Long-term vision: Privacy and Usability of Continuous Mobile Vision

Thus far, I have launched into a complete redesign of the vision system stack and will continue to investigate operating systems support for continuous mobile vision. Moving towards the future, I must collaborate with experts from many other domains to establish continuous mobile vision as the future of personal computing.

Real-world adoption of continuous mobile vision faces a strong social barrier: privacy. Applications using the vision system have the potential to violate the privacy of human users and subjects in a sensed environment. My research will investigate low-level mechanisms on which useful privacy policies can be efficiently implemented for higher layers of the system stack. For example, irreversibly executing a vision workload in the analog domain, and discarding the raw image in the sensor would provide strong, yet efficient, privacy guarantees to users and subjects for continuous vision applications. While privacy policies will be developed in collaboration with security, privacy, and human-computer interaction, my research will focus on hardware and software support for privacy policy implementations.

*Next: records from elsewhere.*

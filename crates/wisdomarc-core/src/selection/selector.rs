//! Model-backed agent selector

use super::keywords::keyword_selection;
use super::types::{AgentSelection, CollaborationPattern, QueryAnalysis, SelectionSource};
use super::MAX_AGENTS;
use crate::analysis::CognitiveLoadAnalysis;
use crate::extract::{extract_json_object, list_field, text_field};
use crate::gateway::{ModelGateway, StageSettings};
use crate::pantheon::Pantheon;
use crate::Context;
use serde_json::{Map, Value};
use tracing::{info, warn};
use wisdomarc_llm::Message;

/// Chooses agents and collaboration pattern for a query
#[derive(Debug, Clone)]
pub struct AgentSelector {
    gateway: ModelGateway,
    pantheon: Pantheon,
    settings: StageSettings,
}

impl AgentSelector {
    /// Create a selector (temperature 0.35, 400 tokens)
    #[must_use]
    pub fn new(gateway: ModelGateway) -> Self {
        Self::with_settings(gateway, StageSettings::new(0.35, 400))
    }

    /// Create a selector with explicit sampling options
    #[must_use]
    pub fn with_settings(gateway: ModelGateway, settings: StageSettings) -> Self {
        Self {
            gateway,
            pantheon: Pantheon::builtin(),
            settings,
        }
    }

    /// Select agents for a query. Never fails.
    pub async fn select(
        &self,
        query: &str,
        context: &Context,
        analysis: Option<&CognitiveLoadAnalysis>,
    ) -> AgentSelection {
        let messages = vec![
            Message::system(self.system_prompt()),
            Message::user(user_prompt(query, context, analysis)),
        ];

        let selection = match self.gateway.complete_with(messages, self.settings).await {
            Ok(raw) => extract_json_object(&raw)
                .as_ref()
                .and_then(Value::as_object)
                .and_then(parse_selection)
                .unwrap_or_else(|| {
                    warn!("no usable agent selection in model output, using keyword fallback");
                    keyword_selection(query)
                }),
            Err(e) => {
                warn!(error = %e, "agent selection failed, using keyword fallback");
                keyword_selection(query)
            }
        };

        info!(
            agents = ?selection.selected_agents,
            primary = %selection.primary_agent,
            pattern = %selection.collaboration_pattern,
            source = ?selection.source,
            "agents selected"
        );
        selection
    }

    fn system_prompt(&self) -> String {
        let capabilities = self
            .pantheon
            .iter()
            .map(|p| format!("- {} ({}): Best for {}", p.name.to_uppercase(), p.key, p.best_for))
            .collect::<Vec<_>>()
            .join("\n");

        let patterns = CollaborationPattern::ALL
            .iter()
            .map(|p| format!("- {}: {}", p, p.description()))
            .collect::<Vec<_>>()
            .join("\n");

        format!(
            "You are a coordinator that selects which philosophical agents should respond to a user query.

AGENT CAPABILITIES:
{capabilities}

COLLABORATION PATTERNS:
{patterns}

SELECTION CRITERIA:
1. EMOTIONAL TONE: anxiety -> marcus, confusion -> socrates, forcing -> laotzu, analysis -> aristotle
2. PROBLEM TYPE: existential -> socrates, practical -> marcus/aristotle, flow -> laotzu
3. COMPLEXITY: simple -> 2 agents, complex -> 3 agents

Return only a JSON object:
{{
  \"selected_agents\": [\"agent_key\", \"agent_key\"],
  \"primary_agent\": \"agent_key\",
  \"collaboration_pattern\": \"sequential | parallel | hierarchical | dialectical\",
  \"reasoning_depth\": \"light | moderate | deep\",
  \"selection_rationale\": \"why these agents\",
  \"expected_synergies\": [\"...\"],
  \"query_analysis\": {{\"emotional_tone\": \"...\", \"problem_type\": \"...\", \"key_themes\": [\"...\"]}}
}}
Select 2-3 agents."
        )
    }
}

fn user_prompt(query: &str, context: &Context, analysis: Option<&CognitiveLoadAnalysis>) -> String {
    let mut prompt = format!(
        "User Query: {query}\nContext: {}",
        serde_json::to_string(context).unwrap_or_default()
    );
    if let Some(analysis) = analysis {
        prompt.push_str("\nCognitive Analysis: ");
        prompt.push_str(&serde_json::to_string(analysis).unwrap_or_default());
    }
    prompt
}

/// Parse a model selection; `None` when no known agent is named.
fn parse_selection(object: &Map<String, Value>) -> Option<AgentSelection> {
    let entries = object
        .get("selected_agents")
        .or_else(|| object.get("selectedAgents"))
        .or_else(|| object.get("agents"))?;

    let mut selected_agents = normalize_agents(entries);
    if selected_agents.is_empty() {
        return None;
    }

    // The primary always leads the roster; the rest keep their order.
    if let Some(index) = text_field(object, &["primary_agent", "primaryAgent"])
        .and_then(|raw| Pantheon::resolve_name(&raw))
        .and_then(|key| selected_agents.iter().position(|k| k == key))
    {
        selected_agents[..=index].rotate_right(1);
    }
    let primary_agent = selected_agents[0].clone();

    let collaboration_pattern = text_field(object, &["collaboration_pattern", "collaborationPattern"])
        .and_then(|label| CollaborationPattern::parse(&label))
        .unwrap_or_default();

    let query_analysis = object
        .get("query_analysis")
        .or_else(|| object.get("queryAnalysis"))
        .and_then(Value::as_object)
        .map(|qa| {
            let defaults = QueryAnalysis::default();
            QueryAnalysis {
                emotional_tone: text_field(qa, &["emotional_tone", "emotionalTone"])
                    .unwrap_or(defaults.emotional_tone),
                problem_type: text_field(qa, &["problem_type", "problemType"])
                    .unwrap_or(defaults.problem_type),
                key_themes: list_field(qa, &["key_themes", "keyThemes"])
                    .unwrap_or(defaults.key_themes),
            }
        });

    Some(AgentSelection {
        primary_agent,
        selected_agents,
        collaboration_pattern,
        reasoning_depth: text_field(object, &["reasoning_depth", "reasoningDepth"])
            .unwrap_or_else(|| "moderate".to_string()),
        selection_rationale: text_field(
            object,
            &["selection_rationale", "selectionRationale", "reasoning", "rationale"],
        )
        .unwrap_or_default(),
        expected_synergies: list_field(object, &["expected_synergies", "expectedSynergies"])
            .unwrap_or_default(),
        query_analysis,
        source: SelectionSource::Model,
    })
}

/// Resolve model-provided agent entries to known keys.
///
/// Accepts plain strings, `{"name": ..}`/`{"agent": ..}` objects and
/// single-key mappings such as `{"socrates": "reason"}`.
fn normalize_agents(entries: &Value) -> Vec<String> {
    let candidates: Vec<String> = match entries {
        Value::Array(items) => items.iter().filter_map(candidate_name).collect(),
        Value::String(s) => s.split(',').map(str::to_string).collect(),
        other => candidate_name(other).into_iter().collect(),
    };

    let mut keys: Vec<String> = Vec::new();
    for candidate in candidates {
        if let Some(key) = Pantheon::resolve_name(&candidate) {
            if !keys.iter().any(|k| k == key) {
                keys.push(key.to_string());
            }
        }
    }
    keys.truncate(MAX_AGENTS);
    keys
}

fn candidate_name(value: &Value) -> Option<String> {
    match value {
        Value::String(s) => Some(s.clone()),
        Value::Object(map) => {
            for field in ["name", "agent", "key"] {
                if let Some(name) = map.get(field).and_then(Value::as_str) {
                    return Some(name.to_string());
                }
            }
            if map.len() == 1 {
                map.keys().next().cloned()
            } else {
                None
            }
        }
        _ => None,
    }
}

As a secure, efficient platform for continuous mobile vision emerges from my research, I will collaborate with ubiquitous computing and programming languages researchers to grow the application space of continuous mobile vision. Beyond mobile computing, a diverse set of fields, from autonomous vehicles to medical devices, would benefit from efficient continuous mobile vision research. Because of its practical social and economic impact, systems research on continuous mobile vision will capitalize upon funding opportunities in cyber-physical systems and Internet-of-Things. I will also collaborate with industry partners to create opportunities for technology transfer, building towards a future of efficient context-aware computing.

Continuous mobile vision is an exciting -- yet deeply challenging -- research pursuit, with many avenues for collaborative systems research. My research will continue to cross boundaries between software systems, hardware architecture, and machine learning research to influence the future design of mobile systems.

I am searching for Faculty Positions in the coming cycle.